Intact TNFR1 is required for Msx2 expression and robust mineralization in primary aortic myofibroblasts. Primary aortic myofibroblast cultures were established from WT, TNFR1^−/−, and TNFR2^−/− mice at high cell densities (6 × 10⁵ per well), treated with either vehicle or 10 ng/ml TNF for 3 h, and RNA extracted for gene expression analysis. A, Loss of TNFR1 but not TNFR2 expression markedly reduced both basal and TNF induced Msx2 mRNA accumulation. Expression of the related homeodomain protein Msx1 was dependent on TNFR2, not TNFR1. The expression of osteogenic factor Wnt7b (84) parallels the expression of Msx2 (n = 3 per group; replicated more than two times). B, The dephosphorylated form of β-catenin, an index of activated canonical Wnt signaling (85), was reduced in TNFR1^−/− aortic myofibroblasts as assessed by Western blot (n = 3 per group, P = 0.0002). C, Calcium deposition was assessed after treatment with vehicle, 10 ng/ml TNF, 2.5 mm supplemental NaPi, or TNF + NaPi in mineralization media (n = 3 per treatment, replicated more than three times). Alizarin Red calcium staining demonstrated exhibited significantly reduced calcification in TNFR1^−/− cells compared with wild-type controls and TNFR2^−/− cultures.

Fig. 7.

A working model for regulation of vascular Msx2 gene expression via TNF and oxidative stress signaling. Inflammatory cytokine signaling initiated by TNF/TNFR1 engagement or IL-1β stimulation (not depicted) activates NAPDH oxidase (Nox) and mitochondrial ROS production.
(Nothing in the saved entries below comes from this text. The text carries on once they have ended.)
//! Runtime events: types and broadcast bus.
//!
//! This module groups the event **data model** and the **bus** used to
//! publish/subscribe to runtime events emitted by the supervisor, registry,
//! sessions, scripts, patches, watchers and subscriber workers.
//!
//! ## Contents
//! - [`EventKind`], [`Event`] event classification and payload metadata
//! - [`Bus`] thin wrapper over `tokio::sync::broadcast`
//!
//! ## Quick reference
//! - **Publishers**: `Registry`, `Session`, `Script` log/message handlers, `Patch`,
//!   `TargetWatcher`, `Supervisor`, `SubscriberSet` workers (overflow/panic).
//! - **Consumers**: `Supervisor::subscriber_listener()` which fans out to the
//!   `SubscriberSet` (and so to `LogWriter`).

mod bus;
mod event;

pub use bus::Bus;
pub use event::{Event, EventKind};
DPI-sensitive flavoenzymes in Nox and mitochondrial complexes generate ROS signals that activate Msx2 gene expression and downstream osteogenic Wnt/β-catenin cascades in vascular mesenchymal cells. Glutathione peroxidase mimetics such as ebselen (55) inhibit peroxide (H₂O₂)-dependent activation upstream of vascular osteogenic Wnt/β-catenin programs. Not depicted is the role for ROS-dependent vascular Runx2 activation, a transcription factor vital to the robust elaboration of osteogenic gene-regulatory programs during bone (86) and vascular (69) mineralization.